TASK STATEMENT »
Make an exact copy of every record that follows.

INPUT »

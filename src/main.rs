mod activity;
mod hook;
mod locator;
mod logging;
mod preferences;
mod session;
mod summary;
mod transcript;
mod window;

use anyhow::{Context, Result};
use session::{Outcome, Session};
use std::env;
use std::path::PathBuf;

fn run() -> Result<Outcome> {
    let hook = hook::read_stdin();
    if let Some(h) = &hook {
        tracing::debug!(
            event = ?h.hook_event_name,
            session = ?h.session_id,
            cwd = ?h.cwd,
            "hook payload received"
        );
    }
    let claude_dir = dirs::home_dir()
        .context("cannot determine home directory")?
        .join(".claude");
    let env_override = env::var_os(locator::TRANSCRIPT_ENV)
        .filter(|v| !v.is_empty())
        .map(PathBuf::from);
    let session = Session::open(claude_dir, env_override, hook.as_ref())?;
    session.run(&chrono::Local::now())
}

/// Best-effort session-end hook: whatever happens, exit 0 and print nothing.
fn main() {
    logging::init();
    match run() {
        Ok(outcome) => tracing::debug!(?outcome, "done"),
        Err(err) => tracing::debug!("session summary skipped: {err:#}"),
    }
}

EXERCISE SOLUTION »
filename src/main.rs
mod activity;
mod hook;
mod locator;
mod logging;
mod preferences;
mod session;
mod summary;
mod transcript;
mod window;

use anyhow::{Context, Result};
use session::{Outcome, Session};
use std::env;
use std::path::PathBuf;

fn run() -> Result<Outcome> {
    let hook = hook::read_stdin();
    if let Some(h) = &hook {
        tracing::debug!(
            event = ?h.hook_event_name,
            session = ?h.session_id,
            cwd = ?h.cwd,
            "hook payload received"
        );
    }
    let claude_dir = dirs::home_dir()
        .context("cannot determine home directory")?
        .join(".claude");
    let env_override = env::var_os(locator::TRANSCRIPT_ENV)
        .filter(|v| !v.is_empty())
        .map(PathBuf::from);
    let session = Session::open(claude_dir, env_override, hook.as_ref())?;
    session.run(&chrono::Local::now())
}

/// Best-effort session-end hook: whatever happens, exit 0 and print nothing.
fn main() {
    logging::init();
    match run() {
        Ok(outcome) => tracing::debug!(?outcome, "done"),
        Err(err) => tracing::debug!("session summary skipped: {err:#}"),
    }
}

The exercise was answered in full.